Gehele tentamenstof wordt besproken inclusief voorbeelden middels dia’s en uitleg van wetsartikelen. Relevante wetsartikelen worden ook nader besproken en toegelicht. Betreft een samenvatting van alle lessen, inclusief relevante stof uit het boek.
- Overdrachtsbelasting: belasting op de verkrijging van onroerende zaken.
- Heffing vindt plaats ogv art. 1-a WBR.
- Is een aangiftebelasting.
- Objectieve en zakelijke belasting die geen rekening houdt met de persoonlijke omstandigheden.
- Iedere keer dat je met stenen verschuift (ook binnen concern waarbij het belang van de dga
ongewijzigd blijft) is heffing verschuldigd.
Artikel 2: belastbaar feit
2 voorwaarden voor heffing overdrachtsbelasting (art. 2 WBR):
1) Kwalificerende verkrijging (verkrijgingsvereiste)
2) Kwalificerend object: een oz of een recht dat daarop betrekking heeft (objectvereiste).
Je moet aan beiden voldoen, anders geen verkrijging!
Objectvereiste hoef je niet te kennen.
Art. 2 lid 1: juridische verkrijging
Heffing over (a) de verkrijging van (b) in Nederland gelegen onroerende zaken, alsmede de daarop
gevestigde rechten (bijv. vruchtgebruik of erfpachtrecht).
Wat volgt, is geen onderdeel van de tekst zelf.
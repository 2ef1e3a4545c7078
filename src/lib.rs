// Copyright 2025 STARGA Inc.
// Licensed under the Apache License, Version 2.0 (the “License”);
// you may not use this file except in compliance with the License.
// You may obtain a copy of the License at:
//     http://www.apache.org/licenses/LICENSE-2.0
//
// Unless required by applicable law or agreed to in writing, software
// distributed under the License is distributed on an “AS IS” BASIS,
// WITHOUT WARRANTIES OR CONDITIONS OF ANY KIND, either express or implied.
// See the License for the specific language governing permissions and
// limitations under the License.

// Part of the MIND project (Machine Intelligence Native Design).

//! MIND foreign-call bridge.
//!
//! Native handlers are registered by `(name, platform)` and invoked through
//! typed call frames. Call sites add batching, custom reverse-mode
//! derivatives and layout-aware partitioning on top of a plain invocation.

pub mod abi;
pub mod attrs;
pub mod batching;
pub mod binding;
pub mod buffer;
pub mod call;
pub mod config;
pub mod custom_vjp;
pub mod diagnostics;
pub mod dispatch;
pub mod error;
pub mod ffi;
pub mod frame;
pub mod handler;
pub mod logging;
pub mod partition;
pub mod registry;
pub mod stream;
pub mod testing;
pub mod types;

pub use call::{make_call, CallSite, CallSiteBuilder};
pub use config::BridgeConfig;
pub use error::{ErrorCategory, Result, XcallError};
pub use registry::{register_handler, Registry};

/// Names most callers need.
pub mod prelude {
    pub use crate::attrs::{AttrArg, AttrType, Attributes};
    pub use crate::batching::{BatchPolicy, Batched};
    pub use crate::binding::{Binding, ContextKind};
    pub use crate::buffer::{HostArray, TypedBuffer};
    pub use crate::call::{make_call, CallSite};
    pub use crate::config::BridgeConfig;
    pub use crate::custom_vjp::{CustomVjp, Pullback};
    pub use crate::error::{ErrorCategory, Result, XcallError};
    pub use crate::frame::{CallFrame, ExecutionContext, Platform, API_VERSION};
    pub use crate::handler::{Capsule, Handler};
    pub use crate::partition::{Layout, Mesh, PartitionHook, RulePartitioner, ShardingRule};
    pub use crate::registry::Registry;
    pub use crate::types::{DType, ShapeDType};
}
Rechten hoef je niet te kennen.
• Let op: de verkrijger (het subject) is over de verkrijging van een object dus ovb verschuldigd ogv
art. 16 WBR. De belasting wordt op aangifte voldaan. Indien er een notariële akte wordt
opgemaakt, vindt de verkrijging plaats op het moment waarop de akte wordt opgemaakt (art. 8
WBR). De aangifte geschiedt dan door aanbieding van de akte.
• Let op: geen belasting ter zake van de verkrijging van buitenlands vastgoed! Daar heft het
buitenland zelf over.
• Art. 9 WBR: waarde is de wev (art. 52 WBR) en is minimaal gelijk aan de tegenprestatie.
Wat is een verkrijging?
De verkrijging van de juridische eigendom van een onroerende zaak volgens het BW (een
civielrechtelijke verkrijging) is uitgangspunt. De juridische eigendom van een onroerende zaak gaat
normaliter over middels inschrijving van de notariële (leverings)akte. Dat hoeft echter niet altijd zo te
zijn. Bij verkrijging krachtens erfrecht, boedelmening of natrekking is geen sprake van inschrijving.
Ogv art. 3 WBR is dan ook echter geen ovb verschuldigd. Inschrijving in de openbare registers is dus
geen vereiste voor een ‘verkrijging’ van de juridische eigendom. Dit geldt ook voor de economische
eigendom. Een paar voorbeelden:
- Schenking van een onroerende zaak.
- De verdeling van een gemeenschappelijk eigendom.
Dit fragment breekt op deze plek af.